The conflict between Angela Merkel and her Interior Minister Horst Seehofer is so severe that either she loses face or they both lose their jobs and Germany is without a chancellor, political scientist Werner J. Patzelt told RT.
In such a circumstance, Merkel would no longer have a parliamentary majority, and consequently, there would be new elections, Patzelt explains.
But soon after, Seehofer said he would hold last-ditch talks with Merkel's CDU "in hopes of reaching an understanding". In controlling Germany's southern border to a greater degree than it has been recently, Germany will establish transit zones where migrants will be screened and those who have already applied to asylum elsewhere in Europe sent there - a move upholding the word of European law as laid out in the so-called Dublin regulations.
That decision convulsed European politics, fueling the rise of anti-immigration parties including the far-right Alternative for Germany (AfD) party, which now threatens to unseat the CSU in October's regional elections.

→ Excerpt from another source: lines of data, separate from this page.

//! Database methods for the subscribers table

use chrono::Utc;
use rusqlite::Result as SqliteResult;

use crate::db::Database;
use crate::models::Subscriber;

impl Database {
    /// Insert or overwrite the row for `chat_id`, stamping `created_at` with now.
    pub fn upsert_subscriber(&self, chat_id: i64, username: Option<&str>) -> SqliteResult<()> {
        let conn = self.conn();
        let now = Utc::now().to_rfc3339();
        conn.execute(
            "INSERT INTO subscribers (chat_id, username, created_at) VALUES (?1, ?2, ?3)
             ON CONFLICT(chat_id) DO UPDATE SET
                username = excluded.username,
                created_at = excluded.created_at",
            rusqlite::params![chat_id, username, now],
        )?;
        Ok(())
    }

    /// Delete the row for `chat_id`. Returns true if a row was deleted.
    pub fn delete_subscriber(&self, chat_id: i64) -> SqliteResult<bool> {
        let conn = self.conn();
        let rows = conn.execute("DELETE FROM subscribers WHERE chat_id = ?1", [chat_id])?;
        Ok(rows > 0)
    }

    pub fn list_subscriber_ids(&self) -> SqliteResult<Vec<i64>> {
        let conn = self.conn();
        let mut stmt = conn.prepare("SELECT chat_id FROM subscribers")?;
        let ids = stmt.query_map([], |row| row.get(0))?;
        ids.collect()
    }

    pub fn list_subscribers(&self) -> SqliteResult<Vec<Subscriber>> {
        let conn = self.conn();
        let mut stmt = conn.prepare("SELECT chat_id, username, created_at FROM subscribers")?;
        let rows = stmt.query_map([], |row| {
            Ok(Subscriber {
                chat_id: row.get(0)?,
                username: row.get(1)?,
                created_at: row.get(2)?,
            })
        })?;
        rows.collect()
    }

    pub fn count_subscribers(&self) -> SqliteResult<i64> {
        let conn = self.conn();
        conn.query_row("SELECT COUNT(*) FROM subscribers", [], |row| row.get(0))
    }
}
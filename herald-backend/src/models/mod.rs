pub mod subscriber;

pub use subscriber::Subscriber;
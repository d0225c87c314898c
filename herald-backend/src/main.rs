//! Herald: Telegram bot that lets users opt in to alerts and lets admins
//! broadcast a message to every subscriber.

use dotenv::dotenv;
use std::sync::Arc;
use teloxide::Bot;

mod auth;
mod broadcast;
mod channels;
mod commands;
mod config;
mod db;
mod error;
mod models;
mod registry;
#[cfg(test)]
mod testing;

use broadcast::{BroadcastSettings, Broadcaster, TokioSleeper};
use channels::telegram::{self, TelegramTransport};
use channels::CommandHandler;
use config::Config;
use db::Database;

#[tokio::main]
async fn main() {
    dotenv().ok();
    env_logger::init();

    let config = match Config::from_env() {
        Ok(config) => config,
        Err(e) => {
            log::error!("{}", e);
            std::process::exit(1);
        }
    };

    log::info!("Initializing database at {}", config.db_path);
    let db = match Database::new(&config.db_path) {
        Ok(db) => Arc::new(db),
        Err(e) => {
            log::error!("Failed to initialize database: {}", e);
            std::process::exit(1);
        }
    };
    match db.count_subscribers() {
        Ok(count) => log::info!("Loaded {} subscriber(s)", count),
        Err(e) => log::warn!("Failed to count subscribers: {}", e),
    }

    let bot = Bot::new(&config.bot_token);
    let admins = Arc::new(config.admins.clone());
    log::info!(
        "Broadcast cooldown {:?}, failure delay {:?}, footer {}",
        config.cooldown,
        config.failure_delay,
        if config.footer.is_empty() { "disabled" } else { "enabled" }
    );

    let broadcaster = Broadcaster::new(
        Arc::new(TelegramTransport::new(bot.clone())),
        Arc::new(TokioSleeper),
        BroadcastSettings::from_config(&config),
    );
    let handler = Arc::new(CommandHandler::new(db, admins.clone(), broadcaster));

    if let Err(e) = telegram::start_telegram_listener(bot, handler, admins).await {
        log::error!("Telegram listener error: {}", e);
        std::process::exit(1);
    }
}
//! Database model modules - extends Database with domain-specific methods
//!
//! Each module adds `impl Database` blocks with methods for a specific table.

mod subscribers; // subscribers
//! Broadcast job: formatting and the sequential delivery loop.

mod dispatcher;
mod format;
mod transport;

pub use dispatcher::{BroadcastSettings, Broadcaster};
pub use transport::{
    DeliveryError, DeliveryFailureKind, RenderMode, Sleeper, TokioSleeper, Transport,
};
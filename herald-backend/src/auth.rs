//! Admin allow-list.
//!
//! The same `AdminSet::permits` predicate guards admin commands twice: once as
//! a dptree filter in the Telegram listener and again inside `CommandHandler`.

use std::collections::HashSet;

use crate::commands::Command;

/// Immutable set of Telegram user IDs allowed to run admin commands
#[derive(Debug, Clone, Default)]
pub struct AdminSet {
    ids: HashSet<u64>,
}

impl AdminSet {
    pub fn new(ids: impl IntoIterator<Item = u64>) -> Self {
        Self {
            ids: ids.into_iter().collect(),
        }
    }

    pub fn is_admin(&self, user_id: u64) -> bool {
        self.ids.contains(&user_id)
    }

    /// Whether `user_id` may run `command`
    pub fn permits(&self, command: &Command, user_id: u64) -> bool {
        !command.requires_admin() || self.is_admin(user_id)
    }

    pub fn len(&self) -> usize {
        self.ids.len()
    }

    pub fn is_empty(&self) -> bool {
        self.ids.is_empty()
    }
}
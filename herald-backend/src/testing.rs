//! Test doubles for the transport, clock and registry seams.

use async_trait::async_trait;
use std::collections::HashSet;
use std::sync::atomic::{AtomicUsize, Ordering};
use std::sync::Mutex;
use std::time::Duration;

use crate::broadcast::{DeliveryError, RenderMode, Sleeper, Transport};
use crate::db::Database;
use crate::error::HeraldError;
use crate::models::Subscriber;
use crate::registry::SubscriberRegistry;

#[derive(Debug, Clone, PartialEq, Eq)]
pub struct SentMessage {
    pub chat_id: i64,
    pub text: String,
    pub mode: RenderMode,
}

/// Records every send attempt; chats in `failing` always fail.
#[derive(Default)]
pub struct MockTransport {
    attempts: Mutex<Vec<SentMessage>>,
    failing: HashSet<i64>,
}

impl MockTransport {
    pub fn failing_for(ids: impl IntoIterator<Item = i64>) -> Self {
        Self {
            attempts: Mutex::new(Vec::new()),
            failing: ids.into_iter().collect(),
        }
    }

    pub fn attempted_ids(&self) -> Vec<i64> {
        self.attempts.lock().unwrap().iter().map(|m| m.chat_id).collect()
    }

    pub fn attempts_for(&self, chat_id: i64) -> usize {
        self.attempted_ids().into_iter().filter(|id| *id == chat_id).count()
    }

    /// Successful sends only
    pub fn sent(&self) -> Vec<SentMessage> {
        self.attempts
            .lock()
            .unwrap()
            .iter()
            .filter(|m| !self.failing.contains(&m.chat_id))
            .cloned()
            .collect()
    }
}

#[async_trait]
impl Transport for MockTransport {
    async fn send(&self, chat_id: i64, text: &str, mode: RenderMode) -> Result<(), DeliveryError> {
        self.attempts.lock().unwrap().push(SentMessage {
            chat_id,
            text: text.to_string(),
            mode,
        });
        if self.failing.contains(&chat_id) {
            return Err(DeliveryError::permanent("Forbidden: bot was blocked by the user"));
        }
        Ok(())
    }
}

/// Returns immediately and remembers the requested durations
#[derive(Default)]
pub struct RecordingSleeper {
    durations: Mutex<Vec<Duration>>,
}

impl RecordingSleeper {
    pub fn recorded(&self) -> Vec<Duration> {
        self.durations.lock().unwrap().clone()
    }
}

#[async_trait]
impl Sleeper for RecordingSleeper {
    async fn sleep(&self, duration: Duration) {
        self.durations.lock().unwrap().push(duration);
    }
}

/// In-memory database that counts every registry call
pub struct CountingRegistry {
    pub db: Database,
    calls: AtomicUsize,
}

impl CountingRegistry {
    pub fn new() -> Self {
        Self {
            db: Database::new(":memory:").expect("in-memory db"),
            calls: AtomicUsize::new(0),
        }
    }

    pub fn calls(&self) -> usize {
        self.calls.load(Ordering::SeqCst)
    }

    fn bump(&self) {
        self.calls.fetch_add(1, Ordering::SeqCst);
    }
}

impl SubscriberRegistry for CountingRegistry {
    fn add(&self, chat_id: i64, username: Option<&str>) -> Result<(), HeraldError> {
        self.bump();
        self.db.add(chat_id, username)
    }

    fn remove(&self, chat_id: i64) -> Result<(), HeraldError> {
        self.bump();
        self.db.remove(chat_id)
    }

    fn list_ids(&self) -> Result<Vec<i64>, HeraldError> {
        self.bump();
        self.db.list_ids()
    }

    fn list_detailed(&self) -> Result<Vec<Subscriber>, HeraldError> {
        self.bump();
        self.db.list_detailed()
    }
}

/// Registry whose store is always unavailable
pub struct BrokenRegistry;

impl SubscriberRegistry for BrokenRegistry {
    fn add(&self, _chat_id: i64, _username: Option<&str>) -> Result<(), HeraldError> {
        Err(rusqlite::Error::InvalidQuery.into())
    }

    fn remove(&self, _chat_id: i64) -> Result<(), HeraldError> {
        Err(rusqlite::Error::InvalidQuery.into())
    }

    fn list_ids(&self) -> Result<Vec<i64>, HeraldError> {
        Err(rusqlite::Error::InvalidQuery.into())
    }

    fn list_detailed(&self) -> Result<Vec<Subscriber>, HeraldError> {
        Err(rusqlite::Error::InvalidQuery.into())
    }
}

Following marathon talks at the Brussels summer summit, European leaders eventually reached a compromise on migration in the early hours of Friday.
Without Monday night's compromise, Mr. Seehofer would have been fired or would have resigned, which could have brought down the government if his party then withdrew from the coalition.
However, according to das Bild, Seehofer called the meeting on Saturday evening an "ineffective conversation".
CSU officials on Monday gave no indication they were rethinking this position and continued to argue for tighter border controls and denying entry to some asylum seekers.
In high-stakes crisis talks on Monday, Ms. Merkel put to rest for now a risky row with a longtime rival, Interior Minister Horst Seehofer, that had threatened the survival of her shaky 100-day-old coalition.
But it was Seehofer's latest project that shattered relations with Merkel, a 63-point "migration master plan" that is yet to be released to the public.
Ms. Merkel, anxious about European Union unity, opposes such a unilateral move without agreements between Germany and its neighbors. Its leader, Andrea Nahles, said the party will closely examine the agreement.
Merkel has survived a populist wave that has swept through Europe longer than most German leaders, but the wave has now left her grip on the country vulnerable.
If the Juncker-approved German deal goes ahead and Austria follows suit that is likely to prompt an even harder line on migration in Italy, which already begun refusing to take in migrant boats under its new government.